WikiLeaks founder, Julian Assange, 44, should be allowed to go free from his three-and-half year arbitrary detention at the Ecuadorian embassy in London and be awarded compensation, a UN panel ruled on Friday.

Assange, a computer hacker who angered the United States by publishing hundreds of thousands of classified US diplomatic cables, has been hiding away in the embassy since June 2012 to avoid an alleged rape investigation in Sweden.

The UK Foreign Office said the report ‘changes nothing’ and it will ‘formally contest the working group’s opinion’.

Foreign Secretary Philip Hammond said the panel’s opinion was ‘ridiculous’ and Mr Assange was a ‘fugitive from justice’.

The Met Police said it will make ‘every effort’ to arrest Mr Assange, should he decide to leave the embassy.

The UN’s Working Group on Arbitrary Detention was adamant that Mr Assange’s detention ‘should be brought to an end, that his physical integrity and freedom of movement be respected’.

“Mr Assange should be afforded the right to compensation,” it added.

The WikiLeaks founder had been subjected to ‘different forms of deprivation of liberty’ it said, while he was initially held in isolation at London’s Wandsworth Prison for 10 days in 2010.

The deprivation had been ‘continuous’ since he was first arrested in the UK on 7th December 2010.

Both Britain and Sweden have denied that Assange was being deprived of freedom, and said that he had entered the embassy voluntarily.

Britain said it could challenge the decision and that Assange would be arrested if he left the embassy.
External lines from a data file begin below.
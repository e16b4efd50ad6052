//! Splitting input reports into usage values.

use crate::descriptor::{FieldKind, ReportField, ReportLayout};
use crate::globals::HidGlobals;

/// Read `bits` bits (at most 32) starting at `bit_offset`, least significant
/// bit first, as HID lays out report fields.
///
/// Returns `None` if the field does not fit in `data`.
#[must_use]
pub fn extract_bits(data: &[u8], bit_offset: usize, bits: u8) -> Option<u32> {
    if bits == 0 || bits > 32 {
        return None;
    }
    let end = bit_offset.checked_add(usize::from(bits))?;
    if end > data.len() * 8 {
        return None;
    }
    let mut value = 0u32;
    for i in 0..usize::from(bits) {
        let bit = bit_offset + i;
        let byte = *data.get(bit / 8)?;
        if (byte >> (bit % 8)) & 1 != 0 {
            value |= 1 << i;
        }
    }
    Some(value)
}

/// Sign-extend the low `bits` bits of `raw`.
#[inline]
#[must_use]
pub const fn sign_extend(raw: u32, bits: u8) -> i32 {
    if bits == 0 || bits >= 32 {
        return raw as i32;
    }
    let shift = 32 - bits as u32;
    ((raw << shift) as i32) >> shift
}

impl ReportField {
    /// Decode this field's raw value from a report payload (report ID byte
    /// already removed).
    #[must_use]
    pub fn read(&self, payload: &[u8]) -> Option<i32> {
        let raw = extract_bits(
            payload,
            usize::from(self.bit_offset),
            self.globals.report_size,
        )?;
        Some(if self.globals.is_signed() {
            sign_extend(raw, self.globals.report_size)
        } else {
            raw as i32
        })
    }

    /// Usage an array slot selects in `payload`, `None` for an empty slot.
    #[must_use]
    pub fn selected_usage(&self, payload: &[u8]) -> Option<u16> {
        let FieldKind::Array { usage_max } = self.kind else {
            return None;
        };
        let value = self.read(payload)?;
        if !self.globals.contains(value) {
            return None;
        }
        let usage = i64::from(self.usage) + i64::from(value) - i64::from(self.globals.logical_min);
        u16::try_from(usage).ok().filter(|&usage| usage <= usage_max)
    }

    /// Whether `other` is another slot of the same array main item.
    fn same_array(&self, other: &ReportField) -> bool {
        other.report_id == self.report_id
            && other.kind == self.kind
            && other.usage_page == self.usage_page
            && other.usage == self.usage
            && other.globals == self.globals
    }
}

/// Deliver the usages of one array main item: 0 for every usage of the range
/// no slot selects, then 1 for each selected one.
fn walk_array<F>(slots: &[ReportField], payload: &[u8], f: &mut F) -> usize
where
    F: FnMut(&HidGlobals, u16, u16, i32),
{
    let Some(first) = slots.first() else {
        return 0;
    };
    let FieldKind::Array { usage_max } = first.kind else {
        return 0;
    };
    if first.read(payload).is_none() {
        return 0;
    }

    let mut delivered = 0;
    for usage in first.usage..=usage_max {
        if !slots
            .iter()
            .any(|slot| slot.selected_usage(payload) == Some(usage))
        {
            f(&first.globals, first.usage_page, usage, 0);
            delivered += 1;
        }
    }
    for usage in slots.iter().filter_map(|slot| slot.selected_usage(payload)) {
        f(&first.globals, first.usage_page, usage, 1);
        delivered += 1;
    }
    delivered
}

impl ReportLayout {
    /// Walk every input field of `report`, calling
    /// `f(globals, usage_page, usage, value)` for each one present.
    ///
    /// When the layout uses report IDs, the first byte selects the report and
    /// only its fields are visited. Fields beyond the end of a short report are
    /// skipped. An array reports every usage of its range: 0 for the ones no
    /// slot selects, then 1 for the selected ones.
    ///
    /// Returns the number of values delivered.
    pub fn for_each_input<F>(&self, report: &[u8], mut f: F) -> usize
    where
        F: FnMut(&HidGlobals, u16, u16, i32),
    {
        let (report_id, payload) = if self.uses_report_ids() {
            match report.split_first() {
                Some((&id, rest)) => (id, rest),
                None => return 0,
            }
        } else {
            (0, report)
        };

        let fields = self.fields();
        let mut delivered = 0;
        let mut i = 0;
        while let Some(field) = fields.get(i) {
            let start = i;
            i += 1;
            if field.report_id != report_id {
                continue;
            }
            match field.kind {
                FieldKind::Variable => {
                    if let Some(value) = field.read(payload) {
                        f(&field.globals, field.usage_page, field.usage, value);
                        delivered += 1;
                    }
                }
                FieldKind::Array { .. } => {
                    i += fields[i..]
                        .iter()
                        .take_while(|next| field.same_array(next))
                        .count();
                    delivered += walk_array(&fields[start..i], payload, &mut f);
                }
            }
        }
        delivered
    }
}

#[cfg(test)]
mod tests {
    extern crate std;

    use super::*;
    use crate::descriptor::tests::{GAMEPAD_DESCRIPTOR, REPORT_ID_DESCRIPTOR};
    use crate::usage::{desktop, page, simulation};
    use std::vec::Vec;

    #[test]
    fn test_extract_bits() {
        let data = [0b1010_1100, 0b0000_0011];
        assert_eq!(extract_bits(&data, 0, 1), Some(0));
        assert_eq!(extract_bits(&data, 2, 1), Some(1));
        assert_eq!(extract_bits(&data, 0, 8), Some(0xAC));
        assert_eq!(extract_bits(&data, 4, 8), Some(0x3A));
        assert_eq!(extract_bits(&data, 0, 16), Some(0x03AC));
        assert_eq!(extract_bits(&data, 9, 8), None);
        assert_eq!(extract_bits(&data, 0, 0), None);
    }

    #[test]
    fn test_sign_extend() {
        assert_eq!(sign_extend(0xFF, 8), -1);
        assert_eq!(sign_extend(0x81, 8), -127);
        assert_eq!(sign_extend(0x7F, 8), 127);
        assert_eq!(sign_extend(0x200, 10), -512);
        assert_eq!(sign_extend(0xFFFF_FFFF, 32), -1);
    }

    #[test]
    fn test_walk_standard_gamepad_report() {
        let layout = ReportLayout::parse(GAMEPAD_DESCRIPTOR).unwrap();
        // Buttons 1 and 10, X=-127, Y=127, Z=0, Rz=-1, Rx=255, Ry=0
        let report = [0x01, 0x02, 0x81, 0x7F, 0x00, 0xFF, 0xFF, 0x00];

        let mut seen = Vec::new();
        let delivered = layout.for_each_input(&report, |_, p, u, v| seen.push((p, u, v)));
        assert_eq!(delivered, 22);

        assert!(seen.contains(&(page::BUTTON, 1, 1)));
        assert!(seen.contains(&(page::BUTTON, 2, 0)));
        assert!(seen.contains(&(page::BUTTON, 10, 1)));
        assert!(seen.contains(&(page::GENERIC_DESKTOP, desktop::X, -127)));
        assert!(seen.contains(&(page::GENERIC_DESKTOP, desktop::Y, 127)));
        assert!(seen.contains(&(page::GENERIC_DESKTOP, desktop::RZ, -1)));
        assert!(seen.contains(&(page::GENERIC_DESKTOP, desktop::RX, 255)));
        assert!(seen.contains(&(page::GENERIC_DESKTOP, desktop::RY, 0)));
    }

    #[test]
    fn test_walk_skips_fields_of_short_report() {
        let layout = ReportLayout::parse(GAMEPAD_DESCRIPTOR).unwrap();
        // Only the button bytes arrived
        let delivered = layout.for_each_input(&[0x00, 0x00], |_, _, _, _| {});
        assert_eq!(delivered, 16);
    }

    #[test]
    fn test_walk_filters_by_report_id() {
        let layout = ReportLayout::parse(REPORT_ID_DESCRIPTOR).unwrap();

        // Report 1: hat = 2 (right), accelerator = 0x3FF
        let mut seen = Vec::new();
        layout.for_each_input(&[0x01, 0x02, 0xFF, 0x03], |g, p, u, v| {
            seen.push((p, u, v, g.logical_max))
        });
        assert_eq!(
            seen,
            [
                (page::GENERIC_DESKTOP, desktop::HAT_SWITCH, 2, 7),
                (page::SIMULATION, simulation::ACCELERATOR, 1023, 1023),
            ]
        );

        // Vendor report 2 yields nothing
        assert_eq!(layout.for_each_input(&[0x02, 1, 2, 3, 4, 5, 6, 7, 8], |_, _, _, _| {}), 0);
        assert_eq!(layout.for_each_input(&[], |_, _, _, _| {}), 0);
    }

    #[test]
    fn test_walk_array_field_press_then_release() {
        let descriptor = [
            0x05, 0x09, // Usage Page (Button)
            0x19, 0x01, // Usage Minimum (1)
            0x29, 0x08, // Usage Maximum (8)
            0x15, 0x01, // Logical Minimum (1)
            0x25, 0x08, // Logical Maximum (8)
            0x75, 0x08, // Report Size (8)
            0x95, 0x02, // Report Count (2)
            0x81, 0x00, // Input (Data, Array, Absolute)
        ];
        let layout = ReportLayout::parse(&descriptor).unwrap();

        let mut seen = Vec::new();
        let delivered = layout.for_each_input(&[0x03, 0x00], |_, p, u, v| seen.push((p, u, v)));
        assert_eq!(delivered, 8);
        assert_eq!(seen.last(), Some(&(page::BUTTON, 3, 1)));
        assert!(seen.contains(&(page::BUTTON, 1, 0)));
        assert!(seen.contains(&(page::BUTTON, 8, 0)));
        assert!(!seen.contains(&(page::BUTTON, 3, 0)));

        // Both slots held
        seen.clear();
        layout.for_each_input(&[0x03, 0x05], |_, p, u, v| seen.push((p, u, v)));
        assert_eq!(seen.len(), 8);
        assert_eq!(&seen[6..], &[(page::BUTTON, 3, 1), (page::BUTTON, 5, 1)]);

        // Released: every usage goes back to 0
        seen.clear();
        layout.for_each_input(&[0x00, 0x00], |_, p, u, v| seen.push((p, u, v)));
        assert_eq!(seen.len(), 8);
        assert!(seen.iter().all(|&(_, _, v)| v == 0));

        assert_eq!(layout.for_each_input(&[], |_, _, _, _| {}), 0);
    }
}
Assange, from Australia, appealed to the UN panel, whose decision is not binding, saying he was a political refugee whose rights had been infringed by being unable to take up asylum in Ecuador.

It ruled in his favour, although the decision was not unanimous.

The group’s head, Seong-Phil Hong said: “The Working Group on Arbitrary Detention considers that the various forms of deprivation of liberty to which Julian Assange has been subjected constitute a form of arbitrary detention.”

Assange denies the 2010 rape charge in Sweden, saying it is a ploy that would eventually take him to the United States where a criminal investigation into the activities of WikiLeaks is still ongoing.

Sweden said it has no such plans.

Assange had said that if he lost the appeal then he would leave the claustrophobic life he has been living in the embassy in the Knightsbridge area of London.

Britain said he would be arrested and extradited to Sweden as soon as he stepped outside.